* [To do] All entries shown below must be given again word for word.

-------- Recorded data

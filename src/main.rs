use clap::Parser;
use tracing_subscriber::EnvFilter;

use board_sync::{actions, run, Cli};

#[tokio::main]
async fn main() {
    dotenvy::dotenv().ok();
    tracing_subscriber::fmt()
        .with_env_filter(EnvFilter::from_default_env())
        .init();

    let cli = Cli::parse();

    match run(cli).await {
        Ok(()) => std::process::exit(0),
        Err(e) => {
            // Surface the failure on the workflow output channel before
            // exiting; the runner reads `error` to mark the run failed.
            let message = format!("{e:#}");
            eprintln!("[ERROR] {message}");
            let _ = actions::set_output("error", &message);
            std::process::exit(1);
        }
    }
}
/// All levels of one menu plus their shared interaction state.
#[derive(Debug, Clone)]
pub struct MenuTree {
    config: MenuConfig,
    nodes: Vec<MenuNode>,
    owners: HashMap<ItemId, NodeId>,
    ring: FocusRing,
    typeahead: Typeahead,
    typeahead_timer: Option<TimerToken>,
    long_press: Option<TimerToken>,
    timers: TimerQueue,
    pointer: PointerState,
    intent: Option<GraceIntent>,
    reopen: Option<NodeId>,
    viewport: Rect,
    trigger_rect: Rect,
    root_anchoring: RootAnchoring,
    now: Timestamp,
    outbox: Vec<MenuMessage>,
}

----------------

* [Answer section]
filename src/main.rs
use clap::Parser;
use tracing_subscriber::EnvFilter;

use board_sync::{actions, run, Cli};

#[tokio::main]
async fn main() {
    dotenvy::dotenv().ok();
    tracing_subscriber::fmt()
        .with_env_filter(EnvFilter::from_default_env())
        .init();

    let cli = Cli::parse();

    match run(cli).await {
        Ok(()) => std::process::exit(0),
        Err(e) => {
            // Surface the failure on the workflow output channel before
            // exiting; the runner reads `error` to mark the run failed.
            let message = format!("{e:#}");
            eprintln!("[ERROR] {message}");
            let _ = actions::set_output("error", &message);
            std::process::exit(1);
        }
    }
}
/// All levels of one menu plus their shared interaction state.
#[derive(Debug, Clone)]
pub struct MenuTree {
    config: MenuConfig,
    nodes: Vec<MenuNode>,
    owners: HashMap<ItemId, NodeId>,
    ring: FocusRing,
    typeahead: Typeahead,
    typeahead_timer: Option<TimerToken>,
    long_press: Option<TimerToken>,
    timers: TimerQueue,
    pointer: PointerState,
    intent: Option<GraceIntent>,
    reopen: Option<NodeId>,
    viewport: Rect,
    trigger_rect: Rect,
    root_anchoring: RootAnchoring,
    now: Timestamp,
    outbox: Vec<MenuMessage>,
}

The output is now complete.